The Nutritional Support Team have been visiting wards and departments across Scunthorpe and Grimsby hospitals to start conversations about what nutritional support patients may need, as well as how and when patients should be screened.
Hannah Crichton, nutritional support nurse, said: “When people think of malnutrition, they often think of someone who is very thin and starving. That’s not necessarily the case, as each and every one of our patients need the right nutrients to help them with their recovery.
“While in hospital, patients can begin to lose muscle mass, which they need to help with the healing process. That’s why patients are screened when they come into hospital, food charts are completed and they are monitored to recognise the signs of malnutrition.

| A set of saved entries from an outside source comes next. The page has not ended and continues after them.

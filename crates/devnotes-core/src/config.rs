//! Application configuration
//!
//! Configuration is loaded from:
//! 1. Default values
//! 2. Config file (~/.config/devnotes/config.toml)
//! 3. Environment variables (DEVNOTES_* prefix)
//!
//! Environment variables take precedence over config file values.

use std::fmt;
use std::path::PathBuf;
use std::str::FromStr;

use anyhow::{bail, Context, Result};
use serde::{Deserialize, Serialize};

/// Environment variable prefix
const ENV_PREFIX: &str = "DEVNOTES";

/// Which key-value backend holds the slots
#[derive(Debug, Clone, Copy, PartialEq, Eq, Default, Serialize, Deserialize)]
#[serde(rename_all = "lowercase")]
pub enum Backend {
    /// One JSON file per slot in the data directory
    #[default]
    File,
    /// A single SQLite database in the data directory
    Sqlite,
}

impl fmt::Display for Backend {
    fn fmt(&self, f: &mut fmt::Formatter<'_>) -> fmt::Result {
        match self {
            Backend::File => write!(f, "file"),
            Backend::Sqlite => write!(f, "sqlite"),
        }
    }
}

impl FromStr for Backend {
    type Err = anyhow::Error;

    fn from_str(s: &str) -> Result<Self> {
        match s.to_ascii_lowercase().as_str() {
            "file" => Ok(Backend::File),
            "sqlite" => Ok(Backend::Sqlite),
            other => bail!("Unknown backend '{}'. Use 'file' or 'sqlite'.", other),
        }
    }
}

/// Application configuration
#[derive(Debug, Clone, Serialize, Deserialize)]
pub struct Config {
    /// Directory for data storage (slot files, SQLite db, logs)
    #[serde(default = "default_data_dir")]
    pub data_dir: PathBuf,

    /// Storage backend
    #[serde(default)]
    pub backend: Backend,

    /// Log file path (defaults to {data_dir}/debug.log)
    #[serde(default)]
    pub log_file: Option<PathBuf>,

    /// Seed the sample snippets when nothing has been stored yet
    #[serde(default = "default_seed_samples")]
    pub seed_samples: bool,
}

impl Default for Config {
    fn default() -> Self {
        Self {
            data_dir: default_data_dir(),
            backend: Backend::default(),
            log_file: None,
            seed_samples: true,
        }
    }
}

impl Config {
    /// Load configuration from default location and environment
    pub fn load() -> Result<Self> {
        Self::load_from_path(&Self::config_file_path())
    }

    /// Load configuration, preferring a path given on the command line
    pub fn load_with_cli_override(path: Option<&PathBuf>) -> Result<Self> {
        match path {
            Some(p) => Self::load_from_path(p),
            None => Self::load(),
        }
    }

    /// Load configuration from a specific path
    ///
    /// Environment variables are still applied as overrides.
    /// If the file doesn't exist, defaults are used.
    pub fn load_from_path(path: &PathBuf) -> Result<Self> {
        let mut config = if path.exists() {
            let content = std::fs::read_to_string(path)
                .with_context(|| format!("Failed to read config file: {:?}", path))?;
            toml::from_str(&content)
                .with_context(|| format!("Failed to parse config file: {:?}", path))?
        } else {
            Self::default()
        };

        config.apply_env_overrides();
        config.ensure_data_dir()?;
        Ok(config)
    }

    /// Load configuration from a TOML string (useful for testing)
    pub fn load_from_str(toml_content: &str) -> Result<Self> {
        let mut config: Config =
            toml::from_str(toml_content).context("Failed to parse config TOML")?;
        config.apply_env_overrides();
        Ok(config)
    }

    /// Apply environment variable overrides
    fn apply_env_overrides(&mut self) {
        // DEVNOTES_DATA_DIR
        if let Ok(val) = std::env::var(format!("{}_DATA_DIR", ENV_PREFIX)) {
            self.data_dir = PathBuf::from(val);
        }

        // DEVNOTES_BACKEND (invalid values are ignored)
        if let Ok(val) = std::env::var(format!("{}_BACKEND", ENV_PREFIX)) {
            if let Ok(backend) = val.parse() {
                self.backend = backend;
            }
        }

        // DEVNOTES_LOG_FILE
        if let Ok(val) = std::env::var(format!("{}_LOG_FILE", ENV_PREFIX)) {
            self.log_file = if val.is_empty() {
                None
            } else {
                Some(PathBuf::from(val))
            };
        }

        // DEVNOTES_SEED_SAMPLES
        if let Ok(val) = std::env::var(format!("{}_SEED_SAMPLES", ENV_PREFIX)) {
            self.seed_samples = val.eq_ignore_ascii_case("true") || val == "1";
        }
    }

    /// Ensure data directory exists
    fn ensure_data_dir(&self) -> Result<()> {
        if !self.data_dir.exists() {
            std::fs::create_dir_all(&self.data_dir)
                .with_context(|| format!("Failed to create data directory: {:?}", self.data_dir))?;
        }
        Ok(())
    }

    /// Save configuration to the default file
    pub fn save(&self) -> Result<()> {
        self.save_to_path(&Self::config_file_path())
    }

    /// Save configuration to a specific file
    pub fn save_to_path(&self, config_path: &PathBuf) -> Result<()> {
        if let Some(parent) = config_path.parent() {
            std::fs::create_dir_all(parent)
                .with_context(|| format!("Failed to create config directory: {:?}", parent))?;
        }

        let content = toml::to_string_pretty(self).context("Failed to serialize config")?;
        std::fs::write(config_path, content)
            .with_context(|| format!("Failed to write config file: {:?}", config_path))?;
        Ok(())
    }

    /// Get the config file path
    ///
    /// Can be overridden with DEVNOTES_CONFIG environment variable
    pub fn config_file_path() -> PathBuf {
        if let Ok(path) = std::env::var(format!("{}_CONFIG", ENV_PREFIX)) {
            return PathBuf::from(path);
        }

        dirs::config_dir()
            .unwrap_or_else(|| PathBuf::from("."))
            .join("devnotes")
            .join("config.toml")
    }

    /// Get the path to the SQLite database
    pub fn sqlite_path(&self) -> PathBuf {
        self.data_dir.join("devnotes.db")
    }

    /// Get the effective log file path
    pub fn log_path(&self) -> PathBuf {
        self.log_file
            .clone()
            .unwrap_or_else(|| self.data_dir.join("debug.log"))
    }
}

/// Get the default data directory
fn default_data_dir() -> PathBuf {
    dirs::data_local_dir()
        .unwrap_or_else(|| PathBuf::from("."))
        .join("devnotes")
}

fn default_seed_samples() -> bool {
    true
}
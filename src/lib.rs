pub mod app;
pub mod cache;
pub mod config;
pub mod data;
pub mod favorites;
pub mod logging;
pub mod model;
pub mod render;
pub mod retry;
pub mod roster;
pub mod storage;
pub mod tasks;
pub mod theme;
pub mod ui;
use std::{io, sync::Arc, time::Duration, time::Instant};

use anyhow::Result;
use clap::Parser;
use crossterm::{
    event::{self, DisableMouseCapture, EnableMouseCapture, Event, KeyEventKind},
    execute,
    terminal::{disable_raw_mode, enable_raw_mode, EnterAlternateScreen, LeaveAlternateScreen},
};
use ratatui::{
    backend::{Backend, CrosstermBackend},
    Terminal,
};
use tokio::sync::mpsc;
use tracing::{error, info};

use mlb_tui::{
    app::{App, AppEvent},
    config::{Args, Config},
    data::DataClient,
    logging,
    storage::FileStorage,
    tasks::Runner,
    ui,
};

#[tokio::main]
async fn main() -> Result<()> {
    let args = Args::parse();
    let config = Config::from_args(args);
    let _log_guard = logging::init(&config.log_dir);
    info!(backend = %config.endpoints.backend, season = config.endpoints.season, "starting");

    let storage = Arc::new(FileStorage::open(&config.state_file));
    info!(path = %storage.path().display(), "preferences");
    let mut app = App::new(storage);

    // Setup channel for background results
    let (tx, mut rx) = mpsc::channel::<AppEvent>(100);
    let client = Arc::new(DataClient::new(config.endpoints.clone(), config.retry));
    let runner = Runner::new(client, tx, config.show_headshots);

    // Setup terminal
    enable_raw_mode()?;
    let mut stdout = io::stdout();
    execute!(stdout, EnterAlternateScreen, EnableMouseCapture)?;
    let backend = CrosstermBackend::new(stdout);
    let mut terminal = Terminal::new(backend)?;

    let res = run_app(&mut terminal, &mut app, &runner, &mut rx).await;

    // Restore terminal
    disable_raw_mode()?;
    execute!(
        terminal.backend_mut(),
        LeaveAlternateScreen,
        DisableMouseCapture
    )?;
    terminal.show_cursor()?;

    if let Err(err) = res {
        error!("ui loop failed: {err:#}");
        eprintln!("{err:?}");
    }
    info!("bye");
    Ok(())
}

async fn run_app<B: Backend>(
    terminal: &mut Terminal<B>,
    app: &mut App,
    runner: &Runner,
    rx: &mut mpsc::Receiver<AppEvent>,
) -> io::Result<()> {
    for command in app.start() {
        runner.spawn(command);
    }

    loop {
        terminal.draw(|f| ui::draw(f, app))?;

        if event::poll(Duration::from_millis(50))? {
            if let Event::Key(key) = event::read()? {
                if key.kind == KeyEventKind::Press {
                    for command in app.on_key(key, Instant::now()) {
                        runner.spawn(command);
                    }
                }
            }
        }

        while let Ok(update) = rx.try_recv() {
            for command in app.apply(update) {
                runner.spawn(command);
            }
        }
        app.tick(Instant::now());

        if app.should_quit {
            return Ok(());
        }
    }
}
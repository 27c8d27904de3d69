//! UI and team color palettes.
//!
//! Both kinds resolve to the same three colors; whichever was applied last is
//! what the screen shows.

use std::sync::Arc;

use ratatui::style::Color;
use tracing::{debug, info};

use crate::storage::{keys, Storage};

pub const DEFAULT_UI_THEME: &str = "classic";

#[derive(Debug, Clone, Copy, PartialEq, Eq)]
pub struct Palette {
    pub accent: Color,
    pub highlight: Color,
    pub background: Color,
}

struct ThemeSpec {
    name: &'static str,
    accent: &'static str,
    highlight: &'static str,
    background: &'static str,
}

impl ThemeSpec {
    fn palette(&self) -> Palette {
        Palette {
            accent: parse_color(self.accent),
            highlight: parse_color(self.highlight),
            background: parse_color(self.background),
        }
    }
}

const fn spec(
    name: &'static str,
    accent: &'static str,
    highlight: &'static str,
    background: &'static str,
) -> ThemeSpec {
    ThemeSpec {
        name,
        accent,
        highlight,
        background,
    }
}

const UI_THEMES: &[ThemeSpec] = &[
    spec("classic", "#007BFF", "#000000", "#ffffff"),
    spec("cleanblue", "#0051A8", "#1A1A1A", "#F9FBFF"),
    spec("graysoft", "#444444", "#222222", "#FAFAFA"),
    spec("night", "#ffffff", "#C9D1D9", "#0D1117"),
];

// Tuned for a white background.
const TEAM_THEMES: &[ThemeSpec] = &[
    spec("New York Yankees", "#0C2340", "#0C2340", "#ffffff"),
    spec("Boston Red Sox", "#BD3039", "#BD3039", "#ffffff"),
    spec("Tampa Bay Rays", "#092C5C", "#092C5C", "#ffffff"),
    spec("Toronto Blue Jays", "#134A8E", "#134A8E", "#ffffff"),
    spec("Baltimore Orioles", "#DF4601", "#DF4601", "#ffffff"),
    spec("Minnesota Twins", "#002B5C", "#002B5C", "#ffffff"),
    spec("Cleveland Guardians", "#0C2340", "#E31937", "#ffffff"),
    spec("Chicago White Sox", "#000000", "#000000", "#ffffff"),
    spec("Detroit Tigers", "#0C2340", "#FA4616", "#ffffff"),
    spec("Kansas City Royals", "#004687", "#7A6A4F", "#ffffff"),
    spec("Houston Astros", "#002D62", "#EB6E1F", "#ffffff"),
    spec("Texas Rangers", "#003278", "#C0111F", "#ffffff"),
    spec("Seattle Mariners", "#003278", "#0C2C56", "#ffffff"),
    spec("Los Angeles Angels", "#BA0021", "#003263", "#ffffff"),
    spec("Oakland Athletics", "#003831", "#EFB21E", "#ffffff"),
    spec("Athletics", "#003831", "#EFB21E", "#ffffff"),
    spec("Atlanta Braves", "#0E2340", "#CE1141", "#ffffff"),
    spec("Philadelphia Phillies", "#E81828", "#002D72", "#ffffff"),
    spec("New York Mets", "#002D72", "#FF5910", "#ffffff"),
    spec("Miami Marlins", "#00A3E0", "#EF3340", "#ffffff"),
    spec("Washington Nationals", "#AB0003", "#14225A", "#ffffff"),
    spec("Chicago Cubs", "#0E3386", "#CC3433", "#ffffff"),
    spec("Milwaukee Brewers", "#12284B", "#FFC52F", "#ffffff"),
    spec("St. Louis Cardinals", "#C41E3A", "#FEDB00", "#ffffff"),
    spec("Pittsburgh Pirates", "#000000", "#FFB81C", "#ffffff"),
    spec("Cincinnati Reds", "#C6011F", "#333333", "#ffffff"),
    spec("Los Angeles Dodgers", "#005A9C", "#EF3E42", "#ffffff"),
    spec("San Diego Padres", "#2F241D", "#FFC425", "#ffffff"),
    spec("San Francisco Giants", "#FD5A1E", "#27251F", "#ffffff"),
    spec("Arizona Diamondbacks", "#A71930", "#5F574F", "#ffffff"),
    spec("Colorado Rockies", "#33006F", "#4F5B66", "#ffffff"),
];

pub fn parse_color(hex: &str) -> Color {
    let hex = hex.trim_start_matches('#');
    if hex.len() == 6 && hex.is_ascii() {
        let r = u8::from_str_radix(&hex[0..2], 16).unwrap_or(0);
        let g = u8::from_str_radix(&hex[2..4], 16).unwrap_or(0);
        let b = u8::from_str_radix(&hex[4..6], 16).unwrap_or(0);
        Color::Rgb(r, g, b)
    } else {
        Color::White
    }
}

pub fn ui_theme_names() -> impl Iterator<Item = &'static str> {
    UI_THEMES.iter().map(|t| t.name)
}

pub fn ui_palette(name: &str) -> Option<Palette> {
    UI_THEMES.iter().find(|t| t.name == name).map(ThemeSpec::palette)
}

pub fn team_palette(team_name: &str) -> Option<Palette> {
    TEAM_THEMES
        .iter()
        .find(|t| t.name == team_name)
        .map(ThemeSpec::palette)
}

/// Owns the three live colors and the theme preferences behind them.
pub struct ThemeEngine {
    storage: Arc<dyn Storage>,
    vars: Palette,
    ui_theme: String,
    team_theme: Option<String>,
}

impl ThemeEngine {
    /// Starts on the default UI theme without touching storage; call [`boot`](Self::boot)
    /// to pick up saved preferences.
    pub fn new(storage: Arc<dyn Storage>) -> Self {
        let vars = ui_palette(DEFAULT_UI_THEME).unwrap_or(Palette {
            accent: Color::Blue,
            highlight: Color::Black,
            background: Color::White,
        });
        Self {
            storage,
            vars,
            ui_theme: DEFAULT_UI_THEME.to_string(),
            team_theme: None,
        }
    }

    pub fn vars(&self) -> Palette {
        self.vars
    }

    /// Name of the UI theme last applied.
    pub fn ui_theme(&self) -> &str {
        &self.ui_theme
    }

    /// Team whose colors are currently showing, if a team theme was applied last.
    pub fn active_team_theme(&self) -> Option<&str> {
        self.team_theme.as_deref()
    }

    pub fn apply_ui_theme(&mut self, name: &str) -> bool {
        let Some(palette) = ui_palette(name) else {
            debug!(theme = name, "unknown ui theme");
            return false;
        };
        self.vars = palette;
        self.ui_theme = name.to_string();
        self.team_theme = None;
        self.storage.set(keys::SELECTED_UI_THEME, name);
        info!(theme = name, "applied ui theme");
        true
    }

    /// Applies a team palette without persisting anything.
    pub fn apply_team_theme(&mut self, team_name: &str) -> bool {
        let Some(palette) = team_palette(team_name) else {
            debug!(team = team_name, "no palette for team");
            return false;
        };
        self.vars = palette;
        self.team_theme = Some(team_name.to_string());
        info!(team = team_name, "applied team theme");
        true
    }

    pub fn favorite_team_theme(&self) -> Option<String> {
        self.storage
            .get(keys::FAVORITE_TEAM_THEME)
            .filter(|name| !name.is_empty())
    }

    pub fn save_favorite_team_theme(&self, team_name: &str) {
        self.storage.set(keys::FAVORITE_TEAM_THEME, team_name);
    }

    /// Stored auto-theme setting, lowercased. Absent means `"on"`.
    pub fn auto_team_theme_setting(&self) -> String {
        self.storage
            .get(keys::AUTO_TEAM_THEME)
            .map(|v| v.trim().to_lowercase())
            .unwrap_or_else(|| "on".to_string())
    }

    /// Anything but an explicit `"off"` counts as enabled.
    pub fn auto_team_theme(&self) -> bool {
        self.auto_team_theme_setting() != "off"
    }

    pub fn set_auto_team_theme(&self, enabled: bool) {
        let value = if enabled { "on" } else { "off" };
        self.storage.set(keys::AUTO_TEAM_THEME, value);
        info!(auto_team_theme = value, "updated auto team theme");
    }

    /// Card activation: with auto-theme on, switch to the team's colors and
    /// remember them for the next start.
    pub fn select_team(&mut self, team_name: &str) -> bool {
        if !self.auto_team_theme() {
            return false;
        }
        if !self.apply_team_theme(team_name) {
            return false;
        }
        self.save_favorite_team_theme(team_name);
        true
    }

    /// Restores saved preferences: the UI theme first, then the favorite team
    /// theme on top of it when auto-theme allows.
    pub fn boot(&mut self) {
        let saved = self
            .storage
            .get(keys::SELECTED_UI_THEME)
            .unwrap_or_else(|| DEFAULT_UI_THEME.to_string());
        self.apply_ui_theme(&saved);

        if let Some(team) = self.favorite_team_theme() {
            if self.auto_team_theme() {
                self.apply_team_theme(&team);
            }
        }
    }

    /// Forgets the favorite team theme and goes back to the default UI theme.
    pub fn reset(&mut self) {
        self.storage.remove(keys::FAVORITE_TEAM_THEME);
        self.apply_ui_theme(DEFAULT_UI_THEME);
    }

    /// Applies the UI theme after the current one, wrapping around.
    pub fn cycle_ui_theme(&mut self) -> &str {
        let pos = UI_THEMES
            .iter()
            .position(|t| t.name == self.ui_theme)
            .map_or(0, |i| (i + 1) % UI_THEMES.len());
        self.apply_ui_theme(UI_THEMES[pos].name);
        &self.ui_theme
    }
}
use std::path::PathBuf;
use std::time::Duration;

use clap::Parser;

use crate::data::{Endpoints, DEFAULT_BACKEND_URL, DEFAULT_SEASON, DEFAULT_STATS_URL};
use crate::retry::{RetryPolicy, DEFAULT_MAX_ATTEMPTS};

const APP_DIR: &str = "mlb-tui";

#[derive(Parser, Debug, Clone)]
#[command(author, version, about = "MLB teams, standings and rosters in the terminal", long_about = None)]
pub struct Args {
    /// Base URL of the teams backend
    #[arg(long, env = "MLB_TUI_BACKEND_URL", default_value = DEFAULT_BACKEND_URL)]
    pub backend_url: String,

    /// Base URL of the stats API
    #[arg(long, env = "MLB_TUI_STATS_URL", default_value = DEFAULT_STATS_URL)]
    pub stats_url: String,

    /// Season used for standings and player stats
    #[arg(long, default_value_t = DEFAULT_SEASON)]
    pub season: u16,

    /// Attempts made against the teams backend before giving up
    #[arg(long, default_value_t = DEFAULT_MAX_ATTEMPTS, value_parser = clap::value_parser!(u32).range(1..))]
    pub retries: u32,

    /// Milliseconds to wait between attempts
    #[arg(long, default_value_t = 4000)]
    pub retry_delay_ms: u64,

    /// Preferences file (favorites and theme choices)
    #[arg(long, env = "MLB_TUI_STATE")]
    pub state_file: Option<PathBuf>,

    /// Directory for the rolling log file
    #[arg(long, env = "MLB_TUI_LOG_DIR")]
    pub log_dir: Option<PathBuf>,

    /// Don't download player headshots
    #[arg(long)]
    pub no_headshots: bool,
}

#[derive(Debug, Clone)]
pub struct Config {
    pub endpoints: Endpoints,
    pub retry: RetryPolicy,
    pub state_file: PathBuf,
    pub log_dir: PathBuf,
    pub show_headshots: bool,
}

impl Config {
    pub fn from_args(args: Args) -> Self {
        let data_dir = default_data_dir();
        Self {
            endpoints: Endpoints {
                backend: args.backend_url,
                stats: args.stats_url,
                season: args.season,
            },
            retry: RetryPolicy::new(args.retries, Duration::from_millis(args.retry_delay_ms)),
            state_file: args
                .state_file
                .unwrap_or_else(|| data_dir.join("preferences.json")),
            log_dir: args.log_dir.unwrap_or_else(|| data_dir.join("logs")),
            show_headshots: !args.no_headshots,
        }
    }
}

fn default_data_dir() -> PathBuf {
    dirs::data_local_dir()
        .unwrap_or_else(|| PathBuf::from("."))
        .join(APP_DIR)
}
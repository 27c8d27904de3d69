use image::{DynamicImage, GenericImageView};
use ratatui::{
    layout::{Alignment, Constraint, Direction, Layout, Rect},
    style::{Modifier, Style},
    symbols::Marker,
    text::{Line, Span},
    widgets::{
        canvas::{Canvas, Points},
        Block, Borders, Cell, Clear, List, ListItem, ListState, Paragraph, Row, Table, Tabs, Wrap,
    },
    Frame,
};
use tui_big_text::{BigText, PixelSize};

use crate::app::{App, PlayerModal, RosterModal, Screen, TeamsStatus};
use crate::render::{Division, NO_FAVORITES_MESSAGE};
use crate::roster::RosterTab;
use crate::theme::{ui_theme_names, Palette};

fn base(p: Palette) -> Style {
    Style::default().fg(p.highlight).bg(p.background)
}

fn accent(p: Palette) -> Style {
    Style::default().fg(p.accent).bg(p.background)
}

fn selected(p: Palette) -> Style {
    Style::default()
        .fg(p.background)
        .bg(p.accent)
        .add_modifier(Modifier::BOLD)
}

fn panel(p: Palette, title: &str, focused: bool) -> Block<'static> {
    let border = if focused {
        accent(p).add_modifier(Modifier::BOLD)
    } else {
        accent(p)
    };
    Block::default()
        .borders(Borders::ALL)
        .border_style(border)
        .title(Span::styled(format!(" {title} "), border))
        .style(base(p))
}

pub fn draw(f: &mut Frame, app: &App) {
    let p = app.theme.vars();
    let size = f.area();
    f.render_widget(Block::default().style(base(p)), size);

    let chunks = Layout::default()
        .direction(Direction::Vertical)
        .constraints([
            Constraint::Length(3), // Header
            Constraint::Min(0),    // Screen
            Constraint::Length(1), // Status
        ])
        .split(size);

    draw_header(f, app, chunks[0]);
    match app.screen {
        Screen::Teams => draw_teams(f, app, chunks[1]),
        Screen::Standings => draw_standings(f, app, chunks[1]),
        Screen::Favorites => draw_favorites(f, app, chunks[1]),
    }
    draw_status(f, app, chunks[2]);

    if let Some(modal) = &app.roster {
        draw_roster_modal(f, p, modal, size);
    }
    if let Some(modal) = &app.player {
        draw_player_modal(f, p, modal, size);
    }
    if app.show_help {
        draw_help(f, p, size);
    }
}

“Another misconception is that losing weight is a natural part of the aging process. This isn’t true and in hospital we keep a close eye on our elderly patients to make sure they’re eating enough. Otherwise it can affect their general well-being and they can end up spending even more time away from their home and family.”
Hannah added: “While in hospital, there are so many ways we can support patients to meet their nutritional needs. Patients have the option to order snacks throughout the day, which can help with increasing their calorie intake. We promote food first for patients and staff are encouraged to fortify foods when a patient is at risk, which they can do by adding full fat butter to potatoes, almonds to porridge and full fat milk or cream in hot drinks. Relatives are also encouraged to bring favourite snacks and foods in for their loved ones too.”
“The catering team are so accommodating and if we have a patient who doesn’t fancy anything from the menu, we can contact them and they’ll try to provide an alternative option.
“Where possible, we even encourage families to bring in their loved ones favourite meals or snacks and assist with feeding too.”
It’s crucial patients are screened at the right time during their hospital stay so steps can be put in place to reduce malnutrition risks. If there are signs of malnutrition all members of staff caring for them will be aware that they need some extra support. They can also be referred to the dietetics team who will visit them and provide nutritional support while they’re in hospital.
If you’re concerned that you or one of your loved ones may be malnourished or at risk of being malnourished, please visit the BAPEN website and use the self-screening tool to check. There are many resources and support options available, with more details on the website.